Formulation of Variational Lower Bound and Application of VAE to MNIST Dataset
An autoencoder is a type of artificial neural network that learns efficient data codings, i.e. performs feature detection, in an unsupervised manner. It learns an encoding, or representation, for a set of data usually for the purposes of dimensionality reduction. In addition to the this reduction, the autoencoder has a reconstruction side, in which it generates from a reduced encoding a representation as similar as possible to the original to the original input.
The VAE uses a Bayesian neural network, which extends a standard artificial neural network with posterior inference. A Bayesian neural network, by placing a prior distribution on its weights, is able to capture a measure of uncertainty in predictions that a neural network cannot. From a probabilistic perspective, this is crucial.
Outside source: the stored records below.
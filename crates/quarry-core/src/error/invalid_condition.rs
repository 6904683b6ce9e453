use super::Error;

/// Error when a condition cannot be compiled to SQL.
///
/// This occurs when:
/// - An operator receives the wrong number of operands
/// - An operand has a shape the operator does not accept (e.g. `EXISTS`
///   without a sub-query)
///
/// These errors are raised while building SQL, before any I/O happens.
#[derive(Debug)]
pub(super) struct InvalidCondition {
    message: Box<str>,
}

impl std::error::Error for InvalidCondition {}

impl core::fmt::Display for InvalidCondition {
    fn fmt(&self, f: &mut core::fmt::Formatter) -> core::fmt::Result {
        write!(f, "invalid condition: {}", self.message)
    }
}

impl Error {
    /// Creates an invalid condition error.
    pub fn invalid_condition(message: impl Into<String>) -> Error {
        Error::from(super::ErrorKind::InvalidCondition(InvalidCondition {
            message: message.into().into(),
        }))
    }

    /// Returns `true` if this error is an invalid condition error.
    pub fn is_invalid_condition(&self) -> bool {
        self.any_kind(|kind| matches!(kind, super::ErrorKind::InvalidCondition(_)))
    }
}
The MLE that neural networks perform to determine weight values ignores any uncertainty in e.g. the weight values or the even the choice of MLE as an optimization method.
Also, neural networks are well-known to be susceptible to overfitting due to no quantification of uncertainty, and thus they employ techniques such as L2 regularization (which from a Bayesian perspective is equivalent to inducing prior distributions on the weights). Neural network optimization in this case is akin to searching for maximum a posteriori estimators rather than MLE. Although this works well in practice, from a probabilistic perspective it only alleviates the overfitting issue but does not solve it. Hence, we have a motivation for Bayesian neural networks: to lend a probabilistic interpretation of the neural network with which we can perform posterior inference.
We can observe some generated images by the VAE. For much more, see the attached Full Paper.
I would like to extend this project to work with an infinite mixture of Gaussian distributions, in addition to the mixture of binomial distributions used for the MNIST data in the attached Full Paper. This would allow us to reperform similar experiments with the CIFAR-10 dataset, applying the variational autoencoder to natural images with diverse structure.